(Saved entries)
★ ★ ★ ★ ★ ★ ★

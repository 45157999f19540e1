//! Error types for child database lifecycle operations

use crate::{SafeName, conn::ConnError};

/// Errors returned by [`ChildrenPool::create_child`](crate::ChildrenPool::create_child)
#[derive(Debug, thiserror::Error)]
pub enum CreateChildError {
    /// The requested name does not fit in a PostgreSQL identifier
    ///
    /// The catalog would silently truncate it, and the child would then not exist under the
    /// requested name.
    #[error("database name is {len} bytes, the limit is {max}")]
    NameTooLong { len: usize, max: usize },

    /// The administrative connection could not be established
    #[error("failed to open administrative connection")]
    Connect(#[source] ConnError),

    /// `CREATE DATABASE` for the temporary name failed; nothing was created
    #[error("failed to create temporary database '{temp_database}'")]
    CreateTemp {
        temp_database: SafeName,
        #[source]
        source: sqlx::Error,
    },

    /// Renaming the temporary database to the requested name failed
    ///
    /// Typically the name is already taken. The temporary database was dropped again unless
    /// `cleanup` carries the failure of that drop.
    #[error("failed to rename temporary database to '{database}'")]
    Rename {
        database: String,
        #[source]
        source: sqlx::Error,
        cleanup: Option<CleanupFailure>,
    },

    /// The catalog sequence was interrupted before it could report back
    #[error("child database creation task did not complete")]
    Interrupted(#[source] tokio::task::JoinError),
}

impl CreateChildError {
    /// The failed best-effort cleanup attached to this error, if any.
    pub fn cleanup_failure(&self) -> Option<&CleanupFailure> {
        match self {
            CreateChildError::Rename { cleanup, .. } => cleanup.as_ref(),
            _ => None,
        }
    }

    /// Whether creation failed because a database with the requested name already exists.
    pub fn is_duplicate(&self) -> bool {
        matches!(
            self,
            CreateChildError::Rename { source: sqlx::Error::Database(err), .. }
                if err.code().is_some_and(|code| code == "23505")
        )
    }
}

/// A best-effort drop of a temporary database failed.
///
/// Never returned on its own; it is attached to the [`CreateChildError`] that triggered the
/// cleanup. The database named `temp_database` is still on the server.
#[derive(Debug, thiserror::Error)]
#[error("failed to drop temporary database '{temp_database}' during cleanup")]
pub struct CleanupFailure {
    pub temp_database: SafeName,
    #[source]
    pub source: sqlx::Error,
}

/// Errors returned by [`ChildrenPool::remove_child`](crate::ChildrenPool::remove_child)
#[derive(Debug, thiserror::Error)]
pub enum RemoveChildError {
    /// The administrative connection could not be established
    #[error("failed to open administrative connection")]
    Connect(#[source] ConnError),

    /// No database with the handle's name exists
    #[error("database '{database}' does not exist")]
    NotFound { database: String },

    /// Renaming the child to its temporary name failed; the child is untouched
    #[error("failed to rename database '{database}' to a temporary name")]
    Rename {
        database: String,
        #[source]
        source: sqlx::Error,
    },

    /// `DROP DATABASE` failed and the child was renamed back to its original name
    #[error("failed to drop database '{database}', it was restored")]
    Drop {
        database: String,
        #[source]
        source: sqlx::Error,
    },

    /// The child is stranded under a temporary name and needs manual intervention
    #[error(transparent)]
    Leak(#[from] LeakFailure),

    /// The catalog sequence was interrupted before it could report back
    #[error("child database removal task did not complete")]
    Interrupted(#[source] tokio::task::JoinError),
}

impl RemoveChildError {
    /// Whether the child was left under a temporary name.
    pub fn is_leak(&self) -> bool {
        matches!(self, RemoveChildError::Leak(_))
    }
}

/// Dropping a child failed and renaming it back failed too.
///
/// The database still exists, but under `temp_database` instead of `database`. Rename it back
/// or drop it by hand.
#[derive(Debug, thiserror::Error)]
#[error(
    "database '{database}' is stranded as '{temp_database}': drop failed and it could not be renamed back"
)]
pub struct LeakFailure {
    pub database: String,
    pub temp_database: SafeName,
    /// Why the drop failed
    #[source]
    pub drop_error: sqlx::Error,
    /// Why the rename back failed; `None` when the temporary name no longer matched any database
    pub rollback_error: Option<sqlx::Error>,
}

/// Errors returned by [`ChildrenPool::use_child`](crate::ChildrenPool::use_child)
///
/// `T` is the action's success value, `E` its error.
#[derive(Debug, thiserror::Error)]
pub enum UseChildError<T, E> {
    /// The child could not be created; the action did not run
    #[error("failed to create child database")]
    Create(#[source] CreateChildError),

    /// The action failed
    ///
    /// `removal` carries the removal failure when the child could not be removed afterwards.
    #[error("child database action failed")]
    Action {
        #[source]
        source: E,
        removal: Option<RemoveChildError>,
    },

    /// The action succeeded but the child could not be removed
    ///
    /// `value` is what the action returned.
    #[error("failed to remove child database")]
    Remove {
        value: T,
        #[source]
        source: RemoveChildError,
    },
}

impl<T, E> UseChildError<T, E> {
    /// The removal failure, whether it is the primary error or attached to an action failure.
    pub fn removal_failure(&self) -> Option<&RemoveChildError> {
        match self {
            UseChildError::Create(_) => None,
            UseChildError::Action { removal, .. } => removal.as_ref(),
            UseChildError::Remove { source, .. } => Some(source),
        }
    }
}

★ ★ ★ ★ ★ ★ ★

## TASK
Look above for the line with "to drop temporary" and the line with "pub fn is_leak(&self)", and reproduce exactly those two lines plus every line between, nothing more.

## EXERCISE SOLUTION
#[error("failed to drop temporary database '{temp_database}' during cleanup")]
pub struct CleanupFailure {
    pub temp_database: SafeName,
    #[source]
    pub source: sqlx::Error,
}

/// Errors returned by [`ChildrenPool::remove_child`](crate::ChildrenPool::remove_child)
#[derive(Debug, thiserror::Error)]
pub enum RemoveChildError {
    /// The administrative connection could not be established
    #[error("failed to open administrative connection")]
    Connect(#[source] ConnError),

    /// No database with the handle's name exists
    #[error("database '{database}' does not exist")]
    NotFound { database: String },

    /// Renaming the child to its temporary name failed; the child is untouched
    #[error("failed to rename database '{database}' to a temporary name")]
    Rename {
        database: String,
        #[source]
        source: sqlx::Error,
    },

    /// `DROP DATABASE` failed and the child was renamed back to its original name
    #[error("failed to drop database '{database}', it was restored")]
    Drop {
        database: String,
        #[source]
        source: sqlx::Error,
    },

    /// The child is stranded under a temporary name and needs manual intervention
    #[error(transparent)]
    Leak(#[from] LeakFailure),

    /// The catalog sequence was interrupted before it could report back
    #[error("child database removal task did not complete")]
    Interrupted(#[source] tokio::task::JoinError),
}

impl RemoveChildError {
    /// Whether the child was left under a temporary name.
    pub fn is_leak(&self) -> bool {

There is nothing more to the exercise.